James and I managed to see both Poor Things and Killers of the Flower Moon before Sunday’s Oscar ceremony. I’d been worried about the former as I had admired but not loved Yorgos Lanthimos’ previous films and was dreading the latter because of its length. But I enjoyed both. Especially Poor Things which reminded me, visually at least, of the massively underrated Mood Indigo.
I have podcast recommendations too and it seems apt, post-Oscars, that they are both film-related. Malcolm Gladwell’s Revisionist History is running a very entertaining mini-series called Development Hell telling the stories of films that were, for a while, the talk of Tinseltown town yet never got made.
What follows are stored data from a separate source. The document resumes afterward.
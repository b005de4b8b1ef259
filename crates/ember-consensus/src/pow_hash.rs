//! Proof-of-work hash strategies.
//!
//! The active strategy is scrypt with fixed parameters N=1024, r=1, p=1 and
//! a 32-byte output, computed over the 80-byte header, which also serves as
//! its own salt. A double-SHA256 strategy is kept for unit tests that need a
//! cheap hash.

use ember_primitives::{sha256d, BlockHeader, Hash256};
use scrypt::Params;

/// A proof-of-work hash over a block header.
pub trait PowHasher: Send + Sync {
    fn pow_hash(&self, header: &BlockHeader) -> Hash256;
}

/// scrypt(N=1024, r=1, p=1, dkLen=32) over the 80-byte header.
pub struct ScryptPow {
    params: Params,
}

impl ScryptPow {
    pub fn new() -> Self {
        ScryptPow {
            // log2(1024) = 10
            params: Params::new(10, 1, 1, 32).expect("fixed scrypt parameters are valid"),
        }
    }
}

impl Default for ScryptPow {
    fn default() -> Self {
        Self::new()
    }
}

impl PowHasher for ScryptPow {
    fn pow_hash(&self, header: &BlockHeader) -> Hash256 {
        let input = header.serialize();
        let mut output = [0u8; 32];
        scrypt::scrypt(&input, &input, &self.params, &mut output)
            .expect("output length matches parameters");
        Hash256::from_bytes(output)
    }
}

/// Double SHA-256 of the header, i.e. the block hash itself.
pub struct DoubleSha256Pow;

impl PowHasher for DoubleSha256Pow {
    fn pow_hash(&self, header: &BlockHeader) -> Hash256 {
        sha256d(&header.serialize())
    }
}

#[cfg(test)]
mod tests {
    use super::*;

    #[test]
    fn test_scrypt_is_deterministic() {
        let hasher = ScryptPow::new();
        let header = BlockHeader {
            version: 1,
            time: 1_317_972_665,
            bits: 0x1e0f_ffff,
            ..Default::default()
        };
        assert_eq!(hasher.pow_hash(&header), hasher.pow_hash(&header));
    }

    #[test]
    fn test_scrypt_depends_on_nonce() {
        let hasher = ScryptPow::new();
        let mut header = BlockHeader::default();
        let h0 = hasher.pow_hash(&header);
        header.nonce = 1;
        assert_ne!(hasher.pow_hash(&header), h0);
    }

    #[test]
    fn test_sha256d_strategy_matches_block_hash() {
        let header = BlockHeader {
            nonce: 7,
            ..Default::default()
        };
        assert_eq!(DoubleSha256Pow.pow_hash(&header), header.hash());
    }
}
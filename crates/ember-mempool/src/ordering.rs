//! Ancestor fee-rate ordering.

use ember_primitives::{Amount, Hash256};
use std::cmp::Ordering;

/// Ordering key over ancestor aggregates: higher
/// `fees / size` sorts first, ties broken by txid.
///
/// Rates are compared by cross-multiplication so the ordering is exact and
/// never passes through floating point.
#[derive(Clone, Copy, Debug)]
pub struct AncestorScore {
    /// Modified fees including ancestors.
    pub fees: Amount,
    /// Size including ancestors, in virtual bytes.
    pub size: u64,
    /// The entry's txid.
    pub txid: Hash256,
}

impl PartialEq for AncestorScore {
    fn eq(&self, other: &Self) -> bool {
        self.cmp(other).is_eq()
    }
}

impl Eq for AncestorScore {}

impl Ord for AncestorScore {
    fn cmp(&self, other: &Self) -> Ordering {
        // self.fees/self.size > other.fees/other.size
        //   <=> self.fees * other.size > other.fees * self.size
        let lhs = self.fees as i128 * other.size as i128;
        let rhs = other.fees as i128 * self.size as i128;
        // Reversed so the best rate comes first in a BTreeSet
        rhs.cmp(&lhs).then_with(|| self.txid.cmp(&other.txid))
    }
}

impl PartialOrd for AncestorScore {
    fn partial_cmp(&self, other: &Self) -> Option<Ordering> {
        Some(self.cmp(other))
    }
}
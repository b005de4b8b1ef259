//! Mining error types.

use thiserror::Error;

/// Mining errors.
#[derive(Error, Debug)]
pub enum MiningError {
    /// The wallet returned no script to mine to (e.g. the keypool is
    /// empty). The worker logs and exits.
    #[error("no coinbase script available (mining requires a wallet)")]
    NoCoinbaseScript,

    /// The chain tip moved while a template was being assembled. The worker
    /// discards the template and reassembles.
    #[error("chain tip moved during block assembly")]
    StaleTip,

    /// A template this node built failed its own validity check. Fatal to
    /// the worker, since it indicates a bug.
    #[error("assembled an invalid block template: {0}")]
    InvalidTemplate(String),

    /// A candidate's precise proof-of-work hash differed from the scanner's
    /// output. Fatal assertion.
    #[error("scanned hash does not match the block's proof-of-work hash")]
    HashMismatch,

    /// Cancellation was requested. Propagated up without being treated as a
    /// failure.
    #[error("mining interrupted")]
    Interrupted,
}

/// Result type for mining operations.
pub type MiningResult<T> = Result<T, MiningError>;
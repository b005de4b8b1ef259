//! # ember-mining
//!
//! Block production for the Ember blockchain.
//!
//! This crate provides:
//! - Block template assembly by ancestor fee rate under weight and
//!   signature-operation budgets
//! - The modified-score overlay that keeps package ordering correct as
//!   ancestors are absorbed into the block
//! - The scrypt nonce scanner
//! - The miner supervisor that runs worker threads against the chain tip

mod assembler;
mod config;
mod error;
mod miner;
mod scorer;
mod solver;

pub use assembler::{
    update_time, AssemblerOptions, BlockAssembler, BlockTemplate, LAST_BLOCK_TX, LAST_BLOCK_WEIGHT,
};
pub use config::MinerConfig;
pub use error::{MiningError, MiningResult};
pub use miner::{
    increment_extra_nonce, process_block_found, Miner, MinerContext, MiningWallet, NetStatus,
    ReserveScript,
};
pub use scorer::{ModifiedEntry, ModifiedTxSet};
pub use solver::scan_pow_hash;

/// Maximum size of the coinbase script signature, in bytes.
pub const MAX_COINBASE_SCRIPT_SIG_SIZE: usize = 100;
I particularly liked this week’s episode about Bubbles, the Michael Jackson story told from the point of view of his chimpanzee!
More seriously, Who Trolled Amber from Tortoise is about how public opinion about the actor and her courtcase vs ex-husband Johnny Depp may have been manipulated by online bots. Reporter Alexi Mostrous (who always does great investigate work) takes what, on the face of it, seems a slightly frivolous story and makes it clear that something more sinister is at play.